In December, last year, we heard about Reth, and it immediately piqued our interest. A greenfield new implementation of an Ethereum full node? Where do we sign up!?
The project, started and driven by @gakonst from Paradigm (if you haven’t heard about it yet, we encourage you to read gakonst’s introductory post ), aims to not just experiment improvements to performance, safety, software reuse through modularity, and node architecture, but also to contribute to Ethereum’s stability by improving implementation diversity.
These goals strongly resonated with our values and interests, the intersection of deep technical problems, good engineering, and building in the open and jointly. “Diversity” is not just a buzzword: time and time again we’ve seen how monocultures stagnate, how team composition and output benefits from integrating differing viewpoints and experiences, how the state of the art advances by integrating engineering and research, and how software projects grow stronger, instead of weaker, by having several implementations of the same thing. It’s not just “more eyeballs”, or “competition breeds excellence”. It’s an emergent property.
All this made us commit to contributing, but when we started we had to first go out on a learning path: the evolution and design tradeoffs of blockchain node architectures and protocols, the nitty gritty of implementing data structures and patterns used in crypto projects, and so on. For ourselves, we expected to just learn and hone our skills in this process of giving back, but were very satisfied to see other benefits: other projects we were working on required something we learned working on reth, or viceversa. Our seniors had interesting problems to work on, and our juniors had excellent guidance in their maturation process.

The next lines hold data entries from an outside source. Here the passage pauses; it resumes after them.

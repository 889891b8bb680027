//! Configuration management for cipherchat
//!
//! Configuration is stored in TOML format. Values are resolved in this order,
//! later sources winning: built-in defaults, the config file, environment
//! variables, command line flags.
//!
//! # Configuration File Locations
//!
//! - Linux: `~/.config/cipherchat/config.toml`
//! - macOS: `~/Library/Application Support/io.cipherchat.cipherchat/config.toml`
//! - Windows: `%APPDATA%\cipherchat\cipherchat\config\config.toml`

use std::path::{Path, PathBuf};

use cipherchat_core::{ChannelConfig, KeyStoreConfig};
use serde::{Deserialize, Serialize};
use thiserror::Error;

pub const ENV_KEYS_DIR: &str = "CIPHERCHAT_KEYS_DIR";
pub const ENV_LOG_LEVEL: &str = "CIPHERCHAT_LOG_LEVEL";
pub const ENV_FRESHNESS_SECS: &str = "CIPHERCHAT_FRESHNESS_SECS";
pub const ENV_MAX_MESSAGE_SIZE: &str = "CIPHERCHAT_MAX_MESSAGE_SIZE";

const VALID_LOG_LEVELS: [&str; 5] = ["error", "warn", "info", "debug", "trace"];

/// Configuration errors
#[derive(Debug, Error)]
pub enum ConfigError {
    /// Failed to read config file
    #[error("Failed to read config file: {0}")]
    ReadError(#[from] std::io::Error),

    /// Failed to parse config file
    #[error("Failed to parse config file: {0}")]
    ParseError(#[from] toml::de::Error),

    /// Failed to serialize config
    #[error("Failed to serialize config: {0}")]
    SerializeError(#[from] toml::ser::Error),

    /// Environment variable holds an unusable value
    #[error("Invalid value for {var}: {value:?}")]
    EnvError { var: &'static str, value: String },

    /// Invalid configuration value
    #[error("Invalid configuration: {0}")]
    ValidationError(String),
}

/// CLI configuration
///
/// # Example TOML
///
/// ```toml
/// [keystore]
/// path = "/home/alice/.local/share/cipherchat/keys"  # Omit for default location
///
/// [channel]
/// freshness_window_secs = 3600
/// max_future_skew_secs = 300
/// max_message_size = 1048576
/// reject_duplicates = false
///
/// [logging]
/// level = "warn"
/// ```
#[derive(Debug, Clone, Default, PartialEq, Serialize, Deserialize)]
pub struct Config {
    /// Key store location
    #[serde(default)]
    pub keystore: KeyStoreConfig,

    /// Channel tunables
    #[serde(default)]
    pub channel: ChannelConfig,

    /// Logging configuration
    #[serde(default)]
    pub logging: LoggingConfig,
}

/// Logging configuration
#[derive(Debug, Clone, PartialEq, Serialize, Deserialize)]
pub struct LoggingConfig {
    /// Log level: "error", "warn", "info", "debug", "trace"
    #[serde(default = "default_log_level")]
    pub level: String,
}

fn default_log_level() -> String {
    "warn".to_string()
}

impl Default for LoggingConfig {
    fn default() -> Self {
        Self {
            level: default_log_level(),
        }
    }
}

/// Overrides collected from command line flags
#[derive(Debug, Clone, Default)]
pub struct CliOverrides {
    pub keys_dir: Option<PathBuf>,
    pub freshness_secs: Option<u64>,
    pub reject_duplicates: Option<bool>,
    pub log_level: Option<String>,
}

impl Config {
    /// Load configuration from file
    pub fn load(path: &Path) -> Result<Self, ConfigError> {
        let content = std::fs::read_to_string(path)?;
        let config: Config = toml::from_str(&content)?;
        config.validate()?;
        Ok(config)
    }

    /// Load configuration from default location
    pub fn load_default() -> Result<Self, ConfigError> {
        if let Some(path) = Self::default_path() {
            if path.exists() {
                return Self::load(&path);
            }
        }
        Ok(Self::default())
    }

    /// Load configuration from custom path or default
    pub fn load_from(custom_path: Option<&Path>) -> Result<Self, ConfigError> {
        if let Some(path) = custom_path {
            Self::load(path)
        } else {
            Self::load_default()
        }
    }

    fn project_dirs() -> Option<directories::ProjectDirs> {
        directories::ProjectDirs::from("io", "cipherchat", "cipherchat")
    }

    /// Get default configuration file path
    pub fn default_path() -> Option<PathBuf> {
        Self::project_dirs().map(|dirs| dirs.config_dir().join("config.toml"))
    }

    /// Get the default key store directory
    pub fn default_keys_dir() -> Option<PathBuf> {
        Self::project_dirs().map(|dirs| dirs.data_dir().join("keys"))
    }

    /// Save configuration to file
    pub fn save(&self, path: &Path) -> Result<(), ConfigError> {
        let content = toml::to_string_pretty(self)?;
        if let Some(parent) = path.parent() {
            std::fs::create_dir_all(parent)?;
        }
        std::fs::write(path, content)?;
        Ok(())
    }

    /// Write [`Config::sample_toml`] to `path`, creating parent directories.
    pub fn write_sample(path: &Path) -> Result<(), ConfigError> {
        if let Some(parent) = path.parent() {
            std::fs::create_dir_all(parent)?;
        }
        std::fs::write(path, Self::sample_toml())?;
        Ok(())
    }

    /// Apply `CIPHERCHAT_*` environment variables.
    pub fn with_env(self) -> Result<Self, ConfigError> {
        self.with_env_from(|var| std::env::var(var).ok())
    }

    /// Apply environment overrides read through `lookup`.
    pub fn with_env_from(
        mut self,
        lookup: impl Fn(&str) -> Option<String>,
    ) -> Result<Self, ConfigError> {
        if let Some(dir) = lookup(ENV_KEYS_DIR).filter(|v| !v.is_empty()) {
            self.keystore.path = Some(PathBuf::from(dir));
        }
        if let Some(level) = lookup(ENV_LOG_LEVEL).filter(|v| !v.is_empty()) {
            self.logging.level = level.to_lowercase();
        }
        if let Some(value) = lookup(ENV_FRESHNESS_SECS) {
            self.channel.freshness_window_secs = value
                .trim()
                .parse()
                .map_err(|_| ConfigError::EnvError {
                    var: ENV_FRESHNESS_SECS,
                    value,
                })?;
        }
        if let Some(value) = lookup(ENV_MAX_MESSAGE_SIZE) {
            self.channel.max_message_size = value
                .trim()
                .parse()
                .map_err(|_| ConfigError::EnvError {
                    var: ENV_MAX_MESSAGE_SIZE,
                    value,
                })?;
        }
        self.validate()?;
        Ok(self)
    }

    /// Apply command line overrides. Flags win over everything else.
    pub fn with_overrides(mut self, overrides: &CliOverrides) -> Self {
        if let Some(dir) = &overrides.keys_dir {
            self.keystore.path = Some(dir.clone());
        }
        if let Some(secs) = overrides.freshness_secs {
            self.channel.freshness_window_secs = secs;
        }
        if let Some(reject) = overrides.reject_duplicates {
            self.channel.reject_duplicates = reject;
        }
        if let Some(level) = &overrides.log_level {
            self.logging.level = level.clone();
        }
        self
    }

    /// Key store directory: configured path, or the platform data directory.
    pub fn keys_dir(&self) -> Result<PathBuf, ConfigError> {
        self.keystore
            .path
            .clone()
            .or_else(Self::default_keys_dir)
            .ok_or_else(|| {
                ConfigError::ValidationError(format!(
                    "no key store directory; set [keystore] path or {ENV_KEYS_DIR}"
                ))
            })
    }

    /// Validate configuration values
    pub fn validate(&self) -> Result<(), ConfigError> {
        if !VALID_LOG_LEVELS.contains(&self.logging.level.as_str()) {
            return Err(ConfigError::ValidationError(format!(
                "Invalid log level '{}'. Valid values: {:?}",
                self.logging.level, VALID_LOG_LEVELS
            )));
        }

        self.channel
            .validate()
            .map_err(|e| ConfigError::ValidationError(e.to_string()))?;

        if let Some(path) = &self.keystore.path {
            if path.as_os_str().is_empty() {
                return Err(ConfigError::ValidationError(
                    "keystore path must not be empty".to_string(),
                ));
            }
        }

        Ok(())
    }

    /// Generate a sample configuration file content
    pub fn sample_toml() -> &'static str {
        r#"# cipherchat configuration

[keystore]
# Key store directory (omit for the platform data directory)
# path = "/path/to/keys"

[channel]
# Oldest accepted envelope, in seconds
freshness_window_secs = 3600
# How far in the future an envelope timestamp may be, in seconds
max_future_skew_secs = 300
# Largest plaintext accepted, in bytes
max_message_size = 1048576
# Reject a second delivery of the same envelope
reject_duplicates = false

[logging]
# Log level: "error", "warn", "info", "debug", "trace"
level = "warn"
"#
    }
}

Among the many fascinating things one learns when working on cryptocurrency infrastructure project internals is just how to structure such a beast. Blockchain nodes are a kind of distributed database, so they need to handle incoming requests, both to read from the node storage and to write to the transaction mempool, handle connections to peers and the protocol used to communicate with them, and manage the actual storage of the data and cryptographic data structures used to provide the features and guarantees blockchains are known for.
As mentioned elsewhere, Reth takes some cues from Akula and Erigon, which propose a different architecture than Geth, again, more modular and built up out of commmunicating components which can be separated out into other processes or projects as needed. A key component is the staged sync, a version of Go-Ethereum’s Full Sync designed with performance in mind.

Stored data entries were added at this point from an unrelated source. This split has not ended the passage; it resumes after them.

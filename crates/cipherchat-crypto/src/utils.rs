//! Utility functions for cryptographic operations.
//!
//! Provides constant-time comparison so that checks against secret or
//! attacker-chosen values (fingerprints, digests) do not leak through timing
//! which byte differed.

use constant_time_eq::constant_time_eq;

/// Compare two byte slices in constant time.
///
/// Returns `true` if the slices are equal. Slices of different length compare
/// unequal without inspecting their contents.
///
/// # Example
///
/// ```rust
/// use cipherchat_crypto::utils::constant_time_compare;
///
/// let fp1 = [0u8; 32];
/// let fp2 = [0u8; 32];
/// assert!(constant_time_compare(&fp1, &fp2));
///
/// let fp3 = [1u8; 32];
/// assert!(!constant_time_compare(&fp1, &fp3));
/// ```
pub fn constant_time_compare(a: &[u8], b: &[u8]) -> bool {
    constant_time_eq(a, b)
}

/// Decode a hex fingerprint as typed by a user (case-insensitive, `:` and
/// whitespace separators allowed) into 32 bytes.
pub fn parse_fingerprint(text: &str) -> Option<[u8; 32]> {
    let cleaned: String = text
        .chars()
        .filter(|c| !c.is_whitespace() && *c != ':')
        .collect();
    let bytes = hex::decode(cleaned.to_ascii_lowercase()).ok()?;
    bytes.try_into().ok()
}

/// Serde adapter for binary fields carried as standard padded base64 strings.
pub mod serde_base64 {
    use base64::{engine::general_purpose::STANDARD, Engine};
    use serde::{Deserialize, Deserializer, Serializer};

    pub fn serialize<S, T>(bytes: T, serializer: S) -> Result<S::Ok, S::Error>
    where
        S: Serializer,
        T: AsRef<[u8]>,
    {
        serializer.serialize_str(&STANDARD.encode(bytes.as_ref()))
    }

    pub fn deserialize<'de, D>(deserializer: D) -> Result<Vec<u8>, D::Error>
    where
        D: Deserializer<'de>,
    {
        let text = String::deserialize(deserializer)?;
        STANDARD.decode(text.as_bytes()).map_err(serde::de::Error::custom)
    }
}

This staged sync is in essence a state machine consisting of series of stages, each one of which is a segmented part of the syncing process of the node. Each stage takes care of one well-defined task, such as downloading headers or executing transactions, persist their results to a database, and roll forwards and backwards according to required changes. Each stage is thus executed once, unless an interruption or a network reorg/unwind requires restarting or rolling back.
In Reth, the staged sync pipeline executes queued stages serially. An external component determines the tip of the chain and the pipeline then executes each stage in order from the current local chain tip and the external chain tip. When a stage is executed, it will run until it reaches the chain tip.
The reth docs for the pipeline have an excellent diagram detailing how the stages work.
Of course, nothing is written in stone, and may change as possible improvements are detected and implemented, and as the project takes on it’s own direction.
What is relevant here is how things one takes for granted need in other contexts to be re-thought and implemented, such as maintaining data consistency, being able to provide efficient rollbacks and cryptographic hash state computations, etc.
But at the end of the day, code rules. Here are some of the more interesting PRs we were able to contribute:
- Adding a stage to the sync pipeline for calculating the chain’s state root in an incremental fashion
- Adaptable request timeouts
- Prioritizing requesting peers with low latency
- Adding support for prometheus metrics to the headers sync stage and txpool.
As well as general tests and documentation.
We are thankful to Paradigm for spearheading and allowing us to collaborate with them and the community. Managing a project takes time and effort.